- **Assignment**: Retype every record exactly as it appears.

Data excerpts:
##########

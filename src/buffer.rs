//! Read-only view over a decoded image's RGBA samples.

use image::{DynamicImage, GenericImageView};
use palette::Srgb;

use crate::color::Color;
use crate::error::ExtractError;

/// Decoded image: row-major RGBA bytes, origin at the top-left corner.
///
/// Immutable once built. A new image means a new buffer.
#[derive(Debug, Clone, PartialEq, Eq)]
pub struct PixelBuffer {
    width: u32,
    height: u32,
    data: Vec<u8>,
}

impl PixelBuffer {
    /// Wraps raw RGBA samples, e.g. the contents of a canvas `ImageData`.
    pub fn new(width: u32, height: u32, data: Vec<u8>) -> Result<Self, ExtractError> {
        if width == 0 || height == 0 {
            return Err(ExtractError::InvalidDimensions);
        }
        let expected = width as usize * height as usize * 4;
        if data.len() != expected {
            return Err(ExtractError::BufferLength {
                expected,
                actual: data.len(),
            });
        }
        Ok(Self {
            width,
            height,
            data,
        })
    }

    pub fn from_image(img: &DynamicImage) -> Result<Self, ExtractError> {
        let (w, h) = img.dimensions();
        Self::new(w, h, img.to_rgba8().into_raw())
    }

    /// Decodes an encoded image (PNG, JPEG, ...) into RGBA samples.
    pub fn decode(bytes: &[u8]) -> Result<Self, ExtractError> {
        let img = image::load_from_memory(bytes)?;
        Self::from_image(&img)
    }

    pub fn width(&self) -> u32 {
        self.width
    }

    pub fn height(&self) -> u32 {
        self.height
    }

    pub fn pixel_count(&self) -> usize {
        self.data.len() / 4
    }

    pub fn as_rgba(&self) -> &[u8] {
        &self.data
    }

    /// Returns the color under buffer-space coordinates `(x, y)`.
    ///
    /// Coordinates are floored to pixel indices; anything outside
    /// `[0, width) x [0, height)` (or NaN) yields `None`.
    pub fn color_at(&self, x: f64, y: f64) -> Option<Color> {
        let (x, y) = (x.floor(), y.floor());
        if !(x >= 0.0 && y >= 0.0 && x < self.width as f64 && y < self.height as f64) {
            return None;
        }
        let idx = (y as usize * self.width as usize + x as usize) * 4;
        let px = self.data.get(idx..idx + 4)?;
        Some(Color::from_rgba8([px[0], px[1], px[2], px[3]]))
    }

    /// RGB of the `index`-th pixel in row-major order, alpha dropped.
    pub fn rgb_at_index(&self, index: usize) -> Option<Srgb<u8>> {
        let idx = index.checked_mul(4)?;
        let px = self.data.get(idx..idx + 3)?;
        Some(Srgb::new(px[0], px[1], px[2]))
    }
}

#[cfg(test)]
mod tests {
    use super::*;
    use image::{ImageFormat, Rgba, RgbaImage};

    fn two_by_two() -> PixelBuffer {
        #[rustfmt::skip]
        let data = vec![
            255, 0, 0, 255,   255, 0, 0, 255,
            0, 255, 0, 255,   0, 0, 255, 128,
        ];
        PixelBuffer::new(2, 2, data).unwrap()
    }

    #[test]
    fn rejects_zero_dimensions() {
        assert!(matches!(
            PixelBuffer::new(0, 4, vec![]),
            Err(ExtractError::InvalidDimensions)
        ));
    }

    #[test]
    fn rejects_wrong_length() {
        let err = PixelBuffer::new(2, 2, vec![0; 15]).unwrap_err();
        assert!(matches!(
            err,
            ExtractError::BufferLength {
                expected: 16,
                actual: 15
            }
        ));
    }

    #[test]
    fn corners_are_readable() {
        let buf = two_by_two();
        assert_eq!(buf.color_at(0.0, 0.0), Some(Color::new(255, 0, 0, 1.0)));
        let last = buf.color_at(1.0, 1.0).unwrap();
        assert_eq!((last.r, last.g, last.b), (0, 0, 255));
        assert!((last.a - 128.0 / 255.0).abs() < 1e-6);
    }

    #[test]
    fn fractional_coordinates_are_floored() {
        let buf = two_by_two();
        let c = buf.color_at(0.99, 1.5).unwrap();
        assert_eq!((c.r, c.g, c.b), (0, 255, 0));
    }

    #[test]
    fn out_of_range_is_none() {
        let buf = two_by_two();
        assert_eq!(buf.color_at(2.0, 0.0), None);
        assert_eq!(buf.color_at(-1.0, 0.0), None);
        assert_eq!(buf.color_at(-0.5, 0.0), None);
        assert_eq!(buf.color_at(0.0, 2.0), None);
        assert_eq!(buf.color_at(f64::NAN, 0.0), None);
    }

    #[test]
    fn x_past_row_end_does_not_wrap_into_next_row() {
        let buf = two_by_two();
        assert_eq!(buf.color_at(3.0, 0.0), None);
    }

    #[test]
    fn rgb_at_index_drops_alpha() {
        let buf = two_by_two();
        assert_eq!(buf.rgb_at_index(3), Some(Srgb::new(0, 0, 255)));
        assert_eq!(buf.rgb_at_index(4), None);
    }

    #[test]
    fn decodes_png_bytes() {
        let img = RgbaImage::from_pixel(3, 2, Rgba([10, 20, 30, 255]));
        let mut png = Vec::new();
        DynamicImage::ImageRgba8(img)
            .write_to(&mut std::io::Cursor::new(&mut png), ImageFormat::Png)
            .unwrap();

        let buf = PixelBuffer::decode(&png).unwrap();
        assert_eq!((buf.width(), buf.height()), (3, 2));
        assert_eq!(buf.pixel_count(), 6);
        assert_eq!(buf.color_at(2.0, 1.0), Some(Color::new(10, 20, 30, 1.0)));
    }

    #[test]
    fn garbage_bytes_fail_to_decode() {
        assert!(matches!(
            PixelBuffer::decode(b"not an image"),
            Err(ExtractError::Decode(_))
        ));
    }

    mod proptests {
        use super::*;
        use proptest::prelude::*;

        proptest! {
            #[test]
            fn extent_corners_hit_and_edges_miss(w in 1u32..16, h in 1u32..16) {
                let buf = PixelBuffer::new(w, h, vec![7; (w * h * 4) as usize]).unwrap();
                prop_assert!(buf.color_at(0.0, 0.0).is_some());
                prop_assert!(buf.color_at((w - 1) as f64, (h - 1) as f64).is_some());
                prop_assert!(buf.color_at(w as f64, 0.0).is_none());
                prop_assert!(buf.color_at(-1.0, 0.0).is_none());
            }
        }
    }
}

##########

- **Written response**:
filename src/buffer.rs
//! Read-only view over a decoded image's RGBA samples.

use image::{DynamicImage, GenericImageView};
use palette::Srgb;

use crate::color::Color;
use crate::error::ExtractError;

/// Decoded image: row-major RGBA bytes, origin at the top-left corner.
///
/// Immutable once built. A new image means a new buffer.
#[derive(Debug, Clone, PartialEq, Eq)]
pub struct PixelBuffer {
    width: u32,
    height: u32,
    data: Vec<u8>,
}

impl PixelBuffer {
    /// Wraps raw RGBA samples, e.g. the contents of a canvas `ImageData`.
    pub fn new(width: u32, height: u32, data: Vec<u8>) -> Result<Self, ExtractError> {
        if width == 0 || height == 0 {
            return Err(ExtractError::InvalidDimensions);
        }
        let expected = width as usize * height as usize * 4;
        if data.len() != expected {
            return Err(ExtractError::BufferLength {
                expected,
                actual: data.len(),
            });
        }
        Ok(Self {
            width,
            height,
            data,
        })
    }

    pub fn from_image(img: &DynamicImage) -> Result<Self, ExtractError> {
        let (w, h) = img.dimensions();
        Self::new(w, h, img.to_rgba8().into_raw())
    }

    /// Decodes an encoded image (PNG, JPEG, ...) into RGBA samples.
    pub fn decode(bytes: &[u8]) -> Result<Self, ExtractError> {
        let img = image::load_from_memory(bytes)?;
        Self::from_image(&img)
    }

    pub fn width(&self) -> u32 {
        self.width
    }

    pub fn height(&self) -> u32 {
        self.height
    }

    pub fn pixel_count(&self) -> usize {
        self.data.len() / 4
    }

    pub fn as_rgba(&self) -> &[u8] {
        &self.data
    }

    /// Returns the color under buffer-space coordinates `(x, y)`.
    ///
    /// Coordinates are floored to pixel indices; anything outside
    /// `[0, width) x [0, height)` (or NaN) yields `None`.
    pub fn color_at(&self, x: f64, y: f64) -> Option<Color> {
        let (x, y) = (x.floor(), y.floor());
        if !(x >= 0.0 && y >= 0.0 && x < self.width as f64 && y < self.height as f64) {
            return None;
        }
        let idx = (y as usize * self.width as usize + x as usize) * 4;
        let px = self.data.get(idx..idx + 4)?;
        Some(Color::from_rgba8([px[0], px[1], px[2], px[3]]))
    }

    /// RGB of the `index`-th pixel in row-major order, alpha dropped.
    pub fn rgb_at_index(&self, index: usize) -> Option<Srgb<u8>> {
        let idx = index.checked_mul(4)?;
        let px = self.data.get(idx..idx + 3)?;
        Some(Srgb::new(px[0], px[1], px[2]))
    }
}

#[cfg(test)]
mod tests {
    use super::*;
    use image::{ImageFormat, Rgba, RgbaImage};

    fn two_by_two() -> PixelBuffer {
        #[rustfmt::skip]
        let data = vec![
            255, 0, 0, 255,   255, 0, 0, 255,
            0, 255, 0, 255,   0, 0, 255, 128,
        ];
        PixelBuffer::new(2, 2, data).unwrap()
    }

    #[test]
    fn rejects_zero_dimensions() {
        assert!(matches!(
            PixelBuffer::new(0, 4, vec![]),
            Err(ExtractError::InvalidDimensions)
        ));
    }

    #[test]
    fn rejects_wrong_length() {
        let err = PixelBuffer::new(2, 2, vec![0; 15]).unwrap_err();
        assert!(matches!(
            err,
            ExtractError::BufferLength {
                expected: 16,
                actual: 15
            }
        ));
    }

    #[test]
    fn corners_are_readable() {
        let buf = two_by_two();
        assert_eq!(buf.color_at(0.0, 0.0), Some(Color::new(255, 0, 0, 1.0)));
        let last = buf.color_at(1.0, 1.0).unwrap();
        assert_eq!((last.r, last.g, last.b), (0, 0, 255));
        assert!((last.a - 128.0 / 255.0).abs() < 1e-6);
    }

    #[test]
    fn fractional_coordinates_are_floored() {
        let buf = two_by_two();
        let c = buf.color_at(0.99, 1.5).unwrap();
        assert_eq!((c.r, c.g, c.b), (0, 255, 0));
    }

    #[test]
    fn out_of_range_is_none() {
        let buf = two_by_two();
        assert_eq!(buf.color_at(2.0, 0.0), None);
        assert_eq!(buf.color_at(-1.0, 0.0), None);
        assert_eq!(buf.color_at(-0.5, 0.0), None);
        assert_eq!(buf.color_at(0.0, 2.0), None);
        assert_eq!(buf.color_at(f64::NAN, 0.0), None);
    }

    #[test]
    fn x_past_row_end_does_not_wrap_into_next_row() {
        let buf = two_by_two();
        assert_eq!(buf.color_at(3.0, 0.0), None);
    }

    #[test]
    fn rgb_at_index_drops_alpha() {
        let buf = two_by_two();
        assert_eq!(buf.rgb_at_index(3), Some(Srgb::new(0, 0, 255)));
        assert_eq!(buf.rgb_at_index(4), None);
    }

    #[test]
    fn decodes_png_bytes() {
        let img = RgbaImage::from_pixel(3, 2, Rgba([10, 20, 30, 255]));
        let mut png = Vec::new();
        DynamicImage::ImageRgba8(img)
            .write_to(&mut std::io::Cursor::new(&mut png), ImageFormat::Png)
            .unwrap();

        let buf = PixelBuffer::decode(&png).unwrap();
        assert_eq!((buf.width(), buf.height()), (3, 2));
        assert_eq!(buf.pixel_count(), 6);
        assert_eq!(buf.color_at(2.0, 1.0), Some(Color::new(10, 20, 30, 1.0)));
    }

    #[test]
    fn garbage_bytes_fail_to_decode() {
        assert!(matches!(
            PixelBuffer::decode(b"not an image"),
            Err(ExtractError::Decode(_))
        ));
    }

    mod proptests {
        use super::*;
        use proptest::prelude::*;

        proptest! {
            #[test]
            fn extent_corners_hit_and_edges_miss(w in 1u32..16, h in 1u32..16) {
                let buf = PixelBuffer::new(w, h, vec![7; (w * h * 4) as usize]).unwrap();
                prop_assert!(buf.color_at(0.0, 0.0).is_some());
                prop_assert!(buf.color_at((w - 1) as f64, (h - 1) as f64).is_some());
                prop_assert!(buf.color_at(w as f64, 0.0).is_none());
                prop_assert!(buf.color_at(-1.0, 0.0).is_none());
            }
        }
    }
}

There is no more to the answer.